Ведь с изменением погоды изменилось и давление; стрелка высотомера может теперь дать отклонение от первоначального показания при взлете с аэродрома. Поэтому спускаться ниже нельзя, тем более что с северной стороны к аэродрому примыкает лесной массив.
Через тридцать секунд обратным курсом возвращаюсь к аэродрому и снижаюсь. Внимательно смотрю на большую стрелку вариометра, которая медленно ползет по кругу, показывая снижение... Жаль, что на циферблате этого прибора нет красной, запретной черты, как у тахометра и манометра. Сквозь плотную пелену тумана земля не просматривается. Высота пятьдесят метров! Я тут же рывком взмываю ввысь.
Потом опять повторяю снижение... Горючего осталось на 15—20 минут. Уверенность в нормальной посадке окончательно исчезает.
При мерцающем кабинном освещении определяю направление в сторону соседнего фронтового аэродрома ночных бомбардировщиков. Спустя десять минут начинаю его поиски. Уменьшаю высоту до 60—50 метров. Показалась земля, но тут же перед носом самолета вырос лес! Резко дергаю ручку управления на себя. Пронесло.
Успокоившись, наблюдаю за секундной стрелкой часов, курсом и высотой полета.
Снова снижаюсь. Замерцали слабые огоньки... Чтобы не врезаться в лес, делаю горку и опять вхожу в туманную облачность. В этот момент мотор стал давать перебои! Значит, бензин на исходе.
«Решай о немедленной посадке, иначе будет поздно, поздно навсегда!» — стучит мысль в голове.
Молниеносный взгляд на карту: характерный ориентир — дорога вдоль аэродрома, уходит от него на юго-запад.

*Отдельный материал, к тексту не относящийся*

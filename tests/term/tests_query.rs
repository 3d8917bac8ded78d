//! Term Tests - Construction, Navigation and Keyed Lookup

use std::collections::HashSet;

use rstest::rstest;
use termpose::{Position, QueryError, Term, parse, parse_as_list, terms};

use crate::helpers::source_fixtures::{
    APPLICATION, INDENTED_CHILDREN, PARSED_FIXTURES, SIBLING_LINES,
};

// ============================================================================
// Construction and equality
// ============================================================================

#[test]
fn test_constructed_equals_parsed() {
    let built = terms!["harry", "has", terms!["a", "larry"], "nice"];
    assert_eq!(parse("harry has a:larry nice").unwrap(), built);
}

#[test]
fn test_parsed_trees_compare_without_positions() {
    let shallow = parse("a b c").unwrap();
    let indented = parse("\n\n    a b c").unwrap();
    assert_eq!(shallow, indented);
    assert_ne!(shallow.contents()[0].position(), indented.contents()[0].position());
    assert_eq!(shallow.structural_hash(), indented.structural_hash());
}

#[test]
fn test_hash_agrees_with_equality() {
    for (name_a, a) in PARSED_FIXTURES.iter() {
        for (name_b, b) in PARSED_FIXTURES.iter() {
            if a == b {
                assert_eq!(a.structural_hash(), b.structural_hash(), "{name_a} vs {name_b}");
            }
        }
    }
}

#[test]
fn test_indented_block_equals_flat_line() {
    // one line with an indented block reads the same as the lines laid flat
    let unique: HashSet<&Term> = PARSED_FIXTURES.iter().map(|(_, term)| term).collect();
    assert_eq!(unique.len(), PARSED_FIXTURES.len() - 1);
    assert_eq!(
        parse(INDENTED_CHILDREN).unwrap(),
        parse(SIBLING_LINES).unwrap()
    );
}

#[test]
fn test_with_position_replaces_top_position() {
    let term = Term::atom("x").with_position(Position::new(3, 9));
    assert_eq!((term.line(), term.column()), (3, 9));
    assert_eq!(term, Term::atom("x"));
}

// ============================================================================
// Navigation
// ============================================================================

#[rstest]
#[case("plain", "plain")]
#[case("(a b) c", "a")]
#[case("((deep)) x", "deep")]
#[case("() x", "")]
fn test_initial_string(#[case] input: &str, #[case] expected: &str) {
    assert_eq!(parse(input).unwrap().initial_string(), expected);
}

#[test]
fn test_atom_acts_as_single_element_contents() {
    let atom = Term::atom("solo");
    assert_eq!(atom.contents(), &[Term::atom("solo")]);
    assert!(atom.tail().is_empty());
}

#[test]
fn test_tail_skips_head() {
    let term = parse("cmd --flag value").unwrap();
    assert_eq!(term.tail(), &[Term::atom("--flag"), Term::atom("value")]);
}

// ============================================================================
// Keyed lookup
// ============================================================================

#[rstest]
#[case("knows_javascript", "true")]
#[case("knows_C++", "true")]
fn test_find_sub_term_reads_pair_value(#[case] key: &str, #[case] value: &str) {
    let app = parse(APPLICATION).unwrap();
    assert_eq!(app.find_sub_term(key).unwrap().as_atom(), Some(value));
}

#[test]
fn test_pair_lookup_on_constructed_tree() {
    let pairs = terms![terms!["k", "v"], terms!["j", "w"]];
    assert_eq!(pairs.find_sub_term("k"), Ok(&Term::atom("v")));
    assert_eq!(pairs.seek_sub_term("missing"), None);
}

#[test]
fn test_nested_lookup() {
    let app = parse(APPLICATION).unwrap();
    let passion = app.find_term("passion").unwrap();
    assert_eq!(passion.find_sub_term("legacy").unwrap(), &Term::atom("eternal"));
    assert_eq!(passion.seek_sub_term("delusions"), Some(&Term::atom("messianic")));
}

#[test]
fn test_find_returns_first_match() {
    let config = parse_as_list("k one\nk two").unwrap();
    assert_eq!(config.find_sub_term("k").unwrap(), &Term::atom("one"));
}

#[test]
fn test_missing_key_reports_queried_term() {
    let app = parse(APPLICATION).unwrap();
    let err = app.find_term("missing").unwrap_err();
    assert_eq!(err, QueryError::key_not_found("missing", app.position()));
    assert_eq!(app.seek_term("missing"), None);
}

#[test]
fn test_missing_key_position_inside_document() {
    let doc = parse_as_list("outer\n  inner 1").unwrap();
    let outer = doc.find_term("outer").unwrap();
    let err = outer.find_term("absent").unwrap_err();
    assert_eq!(err.position(), Position::new(1, 1));
    assert_eq!(err.to_string(), "line 1 column 1: no term tagged \"absent\"");
}

#[test]
fn test_wrong_arity_pair() {
    let config = parse_as_list("k v w").unwrap();
    let err = config.find_sub_term("k").unwrap_err();
    assert_eq!(
        err,
        QueryError::MalformedPair {
            key: "k".to_string(),
            len: 3,
            position: Position::new(1, 1),
        }
    );
    assert_eq!(config.seek_sub_term("k"), None);
}

#[test]
fn test_query_on_atom() {
    let err = parse("lonely").unwrap().find_sub_term("x").unwrap_err();
    assert_eq!(err, QueryError::NotAList { position: Position::new(1, 1) });
}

Разворачиваю самолет и устанавливаю приблизительный [77] курс полета с юго-востока на северо-запад. В таком положении уменьшаю скорость до восьмидесяти километров в час и почти в трехточечном положении снижаюсь к земле.
50, 40, 30 метров — наконец туманная мгла обрывается, в хвост самолета ударяет луч прожектора и ложится на землю. Направляю самолет вслед лучу и тут же, выдерживая посадочную скорость, ударяюсь о землю... Самолет без скорости пробегает несколько метров и останавливается на границе летного поля.
Внутри у меня все оборвалось, как будто сразу лопнули все струны настроенного инструмента. Взмыленный и обессиленный, еле приподнялся с сиденья: аэродром был позади. Развернув самолет, порулил в сторону большого костра и скользящих по земле двух посадочных прожекторов. Через несколько секунд воздушный винт остановился — кончился бензин.
Командование полка потом весь день собирало растерявшиеся в тумане самолеты. Хорошо еще, что обошлось без потерь...
Но прошел день, и в следующую ночь опять решено было выполнить всем по одному вылету и оказать необходимую помощь партизанам бригады Гаврилова.
Для этого Сергей Борисенко первым высадился на партизанской площадке и руководил полетами. Наши самолеты создали сплошной гул. Одни взлетали, другие садились, как в хорошем аэропорту. В ту памятную ночь Борисенко принял и выпустил шестнадцать самолетов! Такого в нашей практике еще не случалось. Мы, летчики, долго удивлялись, как можно было справиться с таким количеством самолето-вылетов.
Немцы находились за рекой Великой, в двух километрах от партизан. Они вели пулеметный обстрел площадки. Но наши ребята продолжали свое дело, привозя боеприпасы и продовольствие, загружая в самолеты в обратный рейс детей и раненых партизан...
Из ночи в ночь количество вылетов не только не сокращалось, а все время росло. Но неустойчивая погода препятствовала интенсивной боевой работе. Как только заканчивалось светлое время суток, начинала сгущаться облачность. Смотришь на запад и видишь, как темно-серые тучи заволакивают горизонт... Они чудовищными глыбами наплывали одна на другую, беспрерывно меняя свои очертания. Небо становилось неприветливым, а с наступлением ночи приобретало угрожающий вид. [78]
Облака висели так низко, что, казалось, вот-вот накроют своим зловещим мраком всю земную поверхность и нам не придется летать.
Но мы летали. Проплывала по ровному взлетному полю зеленая ракета, и экипажи один за другим уходили на задание.
На высоте 150 метров висела непробиваемая лава, а внизу под крылом чернел сплошной лес. Самолет устремлялся в узкую щель между этими черными громадами, стараясь поскорее вырваться в свободное пространство. Я лелеял надежду, что посветлеет у линии фронта, там противник откроет огонь, от него ослабнет гнетущий мрак. Думал, уж лучше бороться с зенитками и прожекторами, чем находиться в этой непроглядной тьме. Но в такую непогоду батареи фашистов бездействовали.